_How to complete this task_
What you return must match the material exactly, with every line present.

+ + + +

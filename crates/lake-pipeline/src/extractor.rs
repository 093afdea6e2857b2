//! Raw records into tool-layer rows.

use lake_core::PipelineError;
use lake_storage::{RawDataRecord, RawDataStore, RawOrigin, Record};
use serde::de::DeserializeOwned;
use serde::{Deserialize, Serialize};
use tokio_util::sync::CancellationToken;
use tracing::{info, warn};

/// What to do with a raw record that cannot be parsed.
#[derive(Debug, Clone, Copy, Default, PartialEq, Eq, Serialize, Deserialize)]
#[serde(rename_all = "lowercase")]
pub enum ExtractFailurePolicy {
    #[default]
    Abort,
    Skip,
}

pub trait Extractable: Send + Sync {
    /// Every record returned for one raw record is written in one transaction.
    fn extract(&self, record: &RawDataRecord) -> Result<Vec<Box<dyn Record>>, PipelineError>;
}

/// Decode a raw payload, reporting failures against the record.
pub fn parse_raw<T: DeserializeOwned>(record: &RawDataRecord) -> Result<T, PipelineError> {
    record.parse().map_err(|err| malformed(record, err))
}

pub fn malformed(record: &RawDataRecord, reason: impl ToString) -> PipelineError {
    PipelineError::MalformedData {
        table: record.table.clone(),
        record_id: record.id,
        reason: reason.to_string(),
    }
}

pub struct ApiExtractorArgs<E> {
    pub raw_table: String,
    pub params: String,
    pub batch_size: usize,
    pub failure_policy: ExtractFailurePolicy,
    pub extractable: E,
}

#[derive(Debug, Clone, Copy, Default, PartialEq, Eq, Serialize)]
pub struct ExtractSummary {
    pub records: usize,
    pub rows: usize,
    pub skipped: usize,
}

pub struct ApiExtractor<E> {
    args: ApiExtractorArgs<E>,
}

impl<E: Extractable> ApiExtractor<E> {
    pub fn new(args: ApiExtractorArgs<E>) -> Self {
        Self { args }
    }

    pub async fn execute(
        &self,
        raw: &RawDataStore,
        cancel: &CancellationToken,
    ) -> Result<ExtractSummary, PipelineError> {
        let args = &self.args;
        let mut cursor = raw
            .scan(&args.raw_table, &args.params)
            .with_batch_size(args.batch_size);
        let mut summary = ExtractSummary::default();

        loop {
            if cancel.is_cancelled() {
                return Err(PipelineError::Cancelled);
            }
            let Some(record) = cursor.next_record().await? else {
                break;
            };
            summary.records += 1;

            let rows = match args.extractable.extract(&record) {
                Ok(rows) => rows,
                // Only undecodable payloads are subject to the failure policy.
                Err(err @ PipelineError::MalformedData { .. }) => {
                    match args.failure_policy {
                        ExtractFailurePolicy::Abort => return Err(err),
                        ExtractFailurePolicy::Skip => {
                            warn!(error = %err, "skipping malformed raw record");
                            summary.skipped += 1;
                            continue;
                        }
                    }
                }
                Err(err) => return Err(err),
            };

            let origin = RawOrigin::new(&args.raw_table, &args.params).with_id(record.id);
            summary.rows += raw.store().upsert_all(&rows, &origin).await?;
        }

        info!(
            table = %args.raw_table,
            records = summary.records,
            rows = summary.rows,
            skipped = summary.skipped,
            "extraction finished"
        );
        Ok(summary)
    }
}

#[cfg(test)]
mod tests {
    use super::*;
    use async_trait::async_trait;
    use lake_storage::{Store, StoreError};
    use sqlx::SqliteConnection;

    #[derive(Debug)]
    struct Item {
        id: i64,
        name: String,
    }

    #[async_trait]
    impl Record for Item {
        fn table(&self) -> &'static str {
            "_tool_test_items"
        }

        fn key(&self) -> String {
            self.id.to_string()
        }

        async fn upsert(&self, conn: &mut SqliteConnection, origin: &RawOrigin) -> Result<(), StoreError> {
            sqlx::query(
                "INSERT INTO _tool_test_items (id, name, _raw_data_id) VALUES (?, ?, ?)
                 ON CONFLICT(id) DO UPDATE SET name = excluded.name, _raw_data_id = excluded._raw_data_id",
            )
            .bind(self.id)
            .bind(&self.name)
            .bind(origin.id)
            .execute(conn)
            .await?;
            Ok(())
        }
    }

    #[derive(Deserialize)]
    struct ApiItem {
        id: i64,
        name: String,
    }

    struct Items;

    impl Extractable for Items {
        fn extract(&self, record: &RawDataRecord) -> Result<Vec<Box<dyn Record>>, PipelineError> {
            let item: ApiItem = parse_raw(record)?;
            Ok(vec![Box::new(Item {
                id: item.id,
                name: item.name,
            })])
        }
    }

    async fn seeded() -> RawDataStore {
        let store = Store::in_memory().await.expect("store");
        sqlx::query("CREATE TABLE _tool_test_items (id INTEGER PRIMARY KEY, name TEXT, _raw_data_id INTEGER)")
            .execute(store.pool())
            .await
            .expect("create");
        let raw = RawDataStore::new(store);
        for payload in [r#"{"id":1,"name":"a"}"#, r#"{"id":"oops"}"#, r#"{"id":2,"name":"b"}"#] {
            raw.append("raw_test_items", "p", payload.as_bytes(), None, None)
                .await
                .expect("append");
        }
        raw
    }

    fn extractor(policy: ExtractFailurePolicy) -> ApiExtractor<Items> {
        ApiExtractor::new(ApiExtractorArgs {
            raw_table: "raw_test_items".into(),
            params: "p".into(),
            batch_size: 2,
            failure_policy: policy,
            extractable: Items,
        })
    }

    #[tokio::test]
    async fn abort_policy_stops_on_first_malformed_record() {
        let raw = seeded().await;
        let err = extractor(ExtractFailurePolicy::Abort)
            .execute(&raw, &CancellationToken::new())
            .await
            .unwrap_err();
        match err {
            PipelineError::MalformedData { table, record_id, .. } => {
                assert_eq!(table, "raw_test_items");
                assert_eq!(record_id, 2);
            }
            other => panic!("unexpected {other:?}"),
        }
        assert_eq!(raw.store().count_rows("_tool_test_items").await.unwrap(), 1);
    }

    #[tokio::test]
    async fn skip_policy_counts_and_continues() {
        let raw = seeded().await;
        let summary = extractor(ExtractFailurePolicy::Skip)
            .execute(&raw, &CancellationToken::new())
            .await
            .expect("extract");
        assert_eq!(
            summary,
            ExtractSummary {
                records: 3,
                rows: 2,
                skipped: 1
            }
        );
    }

    #[tokio::test]
    async fn rerunning_extraction_is_idempotent() {
        let raw = seeded().await;
        let policy = ExtractFailurePolicy::Skip;
        extractor(policy).execute(&raw, &CancellationToken::new()).await.unwrap();
        extractor(policy).execute(&raw, &CancellationToken::new()).await.unwrap();
        assert_eq!(raw.store().count_rows("_tool_test_items").await.unwrap(), 2);
    }

    struct RejectsSecond;

    impl Extractable for RejectsSecond {
        fn extract(&self, record: &RawDataRecord) -> Result<Vec<Box<dyn Record>>, PipelineError> {
            if record.id == 2 {
                return Err(PipelineError::conversion("no mapping for item"));
            }
            Items.extract(record)
        }
    }

    #[tokio::test]
    async fn skip_policy_does_not_swallow_other_failures() {
        let raw = seeded().await;
        let err = ApiExtractor::new(ApiExtractorArgs {
            raw_table: "raw_test_items".into(),
            params: "p".into(),
            batch_size: 2,
            failure_policy: ExtractFailurePolicy::Skip,
            extractable: RejectsSecond,
        })
        .execute(&raw, &CancellationToken::new())
        .await
        .unwrap_err();
        assert_eq!(err.kind(), "conversion");
        assert_eq!(raw.store().count_rows("_tool_test_items").await.unwrap(), 1);
    }

    #[test]
    fn failure_policy_deserializes_lowercase() {
        let policy: ExtractFailurePolicy = serde_json::from_str("\"skip\"").unwrap();
        assert_eq!(policy, ExtractFailurePolicy::Skip);
    }
}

+ + + +

_Output_
filename crates/lake-pipeline/src/extractor.rs
repository 093afdea6e2857b2
//! Raw records into tool-layer rows.

use lake_core::PipelineError;
use lake_storage::{RawDataRecord, RawDataStore, RawOrigin, Record};
use serde::de::DeserializeOwned;
use serde::{Deserialize, Serialize};
use tokio_util::sync::CancellationToken;
use tracing::{info, warn};

/// What to do with a raw record that cannot be parsed.
#[derive(Debug, Clone, Copy, Default, PartialEq, Eq, Serialize, Deserialize)]
#[serde(rename_all = "lowercase")]
pub enum ExtractFailurePolicy {
    #[default]
    Abort,
    Skip,
}

pub trait Extractable: Send + Sync {
    /// Every record returned for one raw record is written in one transaction.
    fn extract(&self, record: &RawDataRecord) -> Result<Vec<Box<dyn Record>>, PipelineError>;
}

/// Decode a raw payload, reporting failures against the record.
pub fn parse_raw<T: DeserializeOwned>(record: &RawDataRecord) -> Result<T, PipelineError> {
    record.parse().map_err(|err| malformed(record, err))
}

pub fn malformed(record: &RawDataRecord, reason: impl ToString) -> PipelineError {
    PipelineError::MalformedData {
        table: record.table.clone(),
        record_id: record.id,
        reason: reason.to_string(),
    }
}

pub struct ApiExtractorArgs<E> {
    pub raw_table: String,
    pub params: String,
    pub batch_size: usize,
    pub failure_policy: ExtractFailurePolicy,
    pub extractable: E,
}

#[derive(Debug, Clone, Copy, Default, PartialEq, Eq, Serialize)]
pub struct ExtractSummary {
    pub records: usize,
    pub rows: usize,
    pub skipped: usize,
}

pub struct ApiExtractor<E> {
    args: ApiExtractorArgs<E>,
}

impl<E: Extractable> ApiExtractor<E> {
    pub fn new(args: ApiExtractorArgs<E>) -> Self {
        Self { args }
    }

    pub async fn execute(
        &self,
        raw: &RawDataStore,
        cancel: &CancellationToken,
    ) -> Result<ExtractSummary, PipelineError> {
        let args = &self.args;
        let mut cursor = raw
            .scan(&args.raw_table, &args.params)
            .with_batch_size(args.batch_size);
        let mut summary = ExtractSummary::default();

        loop {
            if cancel.is_cancelled() {
                return Err(PipelineError::Cancelled);
            }
            let Some(record) = cursor.next_record().await? else {
                break;
            };
            summary.records += 1;

            let rows = match args.extractable.extract(&record) {
                Ok(rows) => rows,
                // Only undecodable payloads are subject to the failure policy.
                Err(err @ PipelineError::MalformedData { .. }) => {
                    match args.failure_policy {
                        ExtractFailurePolicy::Abort => return Err(err),
                        ExtractFailurePolicy::Skip => {
                            warn!(error = %err, "skipping malformed raw record");
                            summary.skipped += 1;
                            continue;
                        }
                    }
                }
                Err(err) => return Err(err),
            };

            let origin = RawOrigin::new(&args.raw_table, &args.params).with_id(record.id);
            summary.rows += raw.store().upsert_all(&rows, &origin).await?;
        }

        info!(
            table = %args.raw_table,
            records = summary.records,
            rows = summary.rows,
            skipped = summary.skipped,
            "extraction finished"
        );
        Ok(summary)
    }
}

#[cfg(test)]
mod tests {
    use super::*;
    use async_trait::async_trait;
    use lake_storage::{Store, StoreError};
    use sqlx::SqliteConnection;

    #[derive(Debug)]
    struct Item {
        id: i64,
        name: String,
    }

    #[async_trait]
    impl Record for Item {
        fn table(&self) -> &'static str {
            "_tool_test_items"
        }

        fn key(&self) -> String {
            self.id.to_string()
        }

        async fn upsert(&self, conn: &mut SqliteConnection, origin: &RawOrigin) -> Result<(), StoreError> {
            sqlx::query(
                "INSERT INTO _tool_test_items (id, name, _raw_data_id) VALUES (?, ?, ?)
                 ON CONFLICT(id) DO UPDATE SET name = excluded.name, _raw_data_id = excluded._raw_data_id",
            )
            .bind(self.id)
            .bind(&self.name)
            .bind(origin.id)
            .execute(conn)
            .await?;
            Ok(())
        }
    }

    #[derive(Deserialize)]
    struct ApiItem {
        id: i64,
        name: String,
    }

    struct Items;

    impl Extractable for Items {
        fn extract(&self, record: &RawDataRecord) -> Result<Vec<Box<dyn Record>>, PipelineError> {
            let item: ApiItem = parse_raw(record)?;
            Ok(vec![Box::new(Item {
                id: item.id,
                name: item.name,
            })])
        }
    }

    async fn seeded() -> RawDataStore {
        let store = Store::in_memory().await.expect("store");
        sqlx::query("CREATE TABLE _tool_test_items (id INTEGER PRIMARY KEY, name TEXT, _raw_data_id INTEGER)")
            .execute(store.pool())
            .await
            .expect("create");
        let raw = RawDataStore::new(store);
        for payload in [r#"{"id":1,"name":"a"}"#, r#"{"id":"oops"}"#, r#"{"id":2,"name":"b"}"#] {
            raw.append("raw_test_items", "p", payload.as_bytes(), None, None)
                .await
                .expect("append");
        }
        raw
    }

    fn extractor(policy: ExtractFailurePolicy) -> ApiExtractor<Items> {
        ApiExtractor::new(ApiExtractorArgs {
            raw_table: "raw_test_items".into(),
            params: "p".into(),
            batch_size: 2,
            failure_policy: policy,
            extractable: Items,
        })
    }

    #[tokio::test]
    async fn abort_policy_stops_on_first_malformed_record() {
        let raw = seeded().await;
        let err = extractor(ExtractFailurePolicy::Abort)
            .execute(&raw, &CancellationToken::new())
            .await
            .unwrap_err();
        match err {
            PipelineError::MalformedData { table, record_id, .. } => {
                assert_eq!(table, "raw_test_items");
                assert_eq!(record_id, 2);
            }
            other => panic!("unexpected {other:?}"),
        }
        assert_eq!(raw.store().count_rows("_tool_test_items").await.unwrap(), 1);
    }

    #[tokio::test]
    async fn skip_policy_counts_and_continues() {
        let raw = seeded().await;
        let summary = extractor(ExtractFailurePolicy::Skip)
            .execute(&raw, &CancellationToken::new())
            .await
            .expect("extract");
        assert_eq!(
            summary,
            ExtractSummary {
                records: 3,
                rows: 2,
                skipped: 1
            }
        );
    }

    #[tokio::test]
    async fn rerunning_extraction_is_idempotent() {
        let raw = seeded().await;
        let policy = ExtractFailurePolicy::Skip;
        extractor(policy).execute(&raw, &CancellationToken::new()).await.unwrap();
        extractor(policy).execute(&raw, &CancellationToken::new()).await.unwrap();
        assert_eq!(raw.store().count_rows("_tool_test_items").await.unwrap(), 2);
    }

    struct RejectsSecond;

    impl Extractable for RejectsSecond {
        fn extract(&self, record: &RawDataRecord) -> Result<Vec<Box<dyn Record>>, PipelineError> {
            if record.id == 2 {
                return Err(PipelineError::conversion("no mapping for item"));
            }
            Items.extract(record)
        }
    }

    #[tokio::test]
    async fn skip_policy_does_not_swallow_other_failures() {
        let raw = seeded().await;
        let err = ApiExtractor::new(ApiExtractorArgs {
            raw_table: "raw_test_items".into(),
            params: "p".into(),
            batch_size: 2,
            failure_policy: ExtractFailurePolicy::Skip,
            extractable: RejectsSecond,
        })
        .execute(&raw, &CancellationToken::new())
        .await
        .unwrap_err();
        assert_eq!(err.kind(), "conversion");
        assert_eq!(raw.store().count_rows("_tool_test_items").await.unwrap(), 1);
    }

    #[test]
    fn failure_policy_deserializes_lowercase() {
        let policy: ExtractFailurePolicy = serde_json::from_str("\"skip\"").unwrap();
        assert_eq!(policy, ExtractFailurePolicy::Skip);
    }
}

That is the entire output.